L’offensive sur Uvira est intervenue après que les rebelles ont percé les lignes de défense de l’armée de la RDC, des milices qui lui étaient alliées et des troupes burundaises.
Le professeur Stearns a déclaré que le M23 aurait plus de 10 000 combattants, mais qu’il y avait probablement eu un « afflux » de troupes rwandaises pour la récente offensive visant à capturer Uvira.
« La raison pour laquelle ils parviennent à vaincre leur ennemi est que l’armée rwandaise, du moins, est très disciplinée, et je pense que la discipline compte plus que les effectifs », a-t-il déclaré.
« Ces derniers jours, le conflit a également été marqué par un recours massif aux drones de part et d’autre, mais les Rwandais en ont tiré davantage profit que les Congolais », a-t-il ajouté.
Où cela laisse-t-il le processus de paix ?
Il semble que la situation soit critique.
Les États-Unis imputent la responsabilité des récents combats au Rwanda sans détour.

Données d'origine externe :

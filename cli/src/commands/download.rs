use std::path::PathBuf;

use anyhow::Result;
use clap::Args;

use config::Settings;

use crate::downloads::{download_artifacts, flux_klein_artifacts};
use crate::output;

#[derive(Args)]
pub struct DownloadArgs {
    #[arg(
        short,
        long,
        help = "Path to the configuration file",
        default_value = "config.ini"
    )]
    pub config: PathBuf,

    #[arg(
        short,
        long,
        help = "Path to the secrets file",
        default_value = ".env"
    )]
    pub secrets: PathBuf,

    #[arg(
        long,
        help = "Only download artifacts landing in this volume subdirectory (e.g. vae)"
    )]
    pub model_dir: Option<String>,
}

/// Downloads the FLUX.2 Klein model set onto the persistent volume.
pub fn run(args: DownloadArgs) -> Result<()> {
    output::header("FLUX.2 Klein model download");

    let settings = Settings::load(&args.config, &args.secrets)?;

    let mut artifacts = flux_klein_artifacts();
    if let Some(filter) = &args.model_dir {
        artifacts.retain(|a| a.dir == filter);
        if artifacts.is_empty() {
            output::warn(&format!("no artifacts land in '{filter}'"));
            return Ok(());
        }
    }

    for artifact in &artifacts {
        let gated = if artifact.requires_auth {
            "(requires HF token)"
        } else {
            "(public)"
        };
        output::info(&format!(
            "{} {} {gated}",
            artifact.filename, artifact.approx_size
        ));
    }

    let downloaded = download_artifacts(&settings, &artifacts)?;

    if downloaded.is_empty() {
        output::success("all artifacts already present on the volume");
    } else {
        output::success(&format!(
            "downloaded {} artifact(s) to {}",
            downloaded.len(),
            settings.filesystem.volume_mount_location
        ));
    }
    Ok(())
}
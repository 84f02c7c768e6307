use anyhow::Result;
use clap::Parser;
use tracing_subscriber::{EnvFilter, fmt, prelude::*};

mod commands;
mod downloads;
mod output;

use commands::{Cli, Commands};

fn main() -> Result<()> {
    tracing_subscriber::registry()
        .with(fmt::layer())
        .with(EnvFilter::from_default_env())
        .init();

    let cli = Cli::parse();

    match cli.command {
        Commands::GeneratePaths(args) => commands::generate_paths::run(args),
        Commands::ShowConfig(args) => commands::show_config::run(args),
        Commands::Download(args) => commands::download::run(args),
    }
}
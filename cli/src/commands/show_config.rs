use std::path::PathBuf;

use anyhow::Result;
use clap::Args;
use colored::Colorize;

use config::Settings;

use crate::output;

#[derive(Args)]
pub struct ShowConfigArgs {
    #[arg(
        short,
        long,
        help = "Path to the configuration file",
        default_value = "config.ini"
    )]
    pub config: PathBuf,

    #[arg(
        short,
        long,
        help = "Path to the secrets file",
        default_value = ".env"
    )]
    pub secrets: PathBuf,
}

/// Resolves settings and prints every cluster. Token values are always
/// masked; only resolution status is shown.
pub fn run(args: ShowConfigArgs) -> Result<()> {
    let settings = Settings::load(&args.config, &args.secrets)?;

    output::header("Resolved deployment settings");

    println!("\n{}", "[tokens]".bold());
    for (name, value) in &settings.tokens {
        println!("  {name}: {}", output::masked(value.as_deref()));
    }

    println!("\n{}", "[web]".bold());
    println!("  host:   {}", settings.web.host.cyan());
    println!("  port:   {}", settings.web.port.to_string().cyan());
    println!("  remote: {}", settings.web.remote.to_string().cyan());

    println!("\n{}", "[filesystem]".bold());
    println!("  volume_name:           {}", settings.filesystem.volume_name);
    println!(
        "  volume_mount_location: {}",
        settings.filesystem.volume_mount_location
    );
    println!("  comfyui_dir:           {}", settings.filesystem.comfyui_dir);
    println!(
        "  custom_nodes_dir:      {}",
        settings.filesystem.custom_nodes_dir
    );
    println!(
        "  custom_output_dir:     {}",
        settings.filesystem.custom_output_dir
    );

    println!("\n{}", "[resources]".bold());
    println!("  gpu_type:         {}", settings.resources.gpu_type);
    println!(
        "  cpu:              {}",
        settings.resources.cpu.as_deref().unwrap_or("(unset)")
    );
    println!(
        "  memory:           {}",
        settings.resources.memory.as_deref().unwrap_or("(unset)")
    );
    println!("  max_containers:   {}", settings.resources.max_containers);
    println!("  scaledown_window: {}", settings.resources.scaledown_window);
    println!("  timeout:          {}", settings.resources.timeout);
    println!("  max_inputs:       {}", settings.resources.max_inputs);

    Ok(())
}
// Copyright 2026 Phillip Cloud
// Licensed under the Apache License, Version 2.0

pub mod filter;
pub mod ids;
pub mod model;
pub mod roster;
pub mod seed;
pub mod state;

pub use filter::*;
pub use ids::*;
pub use model::*;
pub use roster::*;
pub use seed::*;
pub use state::*;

« Au lieu de progresser vers la paix, comme nous l’avons constaté sous la direction du président Trump ces dernières semaines, le Rwanda entraîne la région vers davantage d’instabilité et vers la guerre », a déclaré Mike Waltz, ambassadeur des États-Unis auprès de l’ONU, lors d’une réunion du Conseil de sécurité vendredi.
Une déclaration antérieure – publiée par les États-Unis, l’Union européenne et huit gouvernements européens – allait plus loin, affirmant que le M23 et les Forces de défense rwandaises (RDF) devaient immédiatement cesser leurs « opérations offensives » et que les troupes rwandaises devaient se retirer de l’est de la RDC.
Le professeur Stearns a déclaré que les experts en politique avec lesquels il s’était entretenu étaient « déconcertés » par le moment choisi pour cette opération de rachat d’Uvira.
« C’est littéralement au moment où ils signaient un accord de paix à Washington que les troupes rwandaises se massaient, puis ont envahi la région de Kamanyola, qui se trouve de l’autre côté de la frontière avec le Rwanda, avant de marcher sur Uvira », a-t-il ajouté.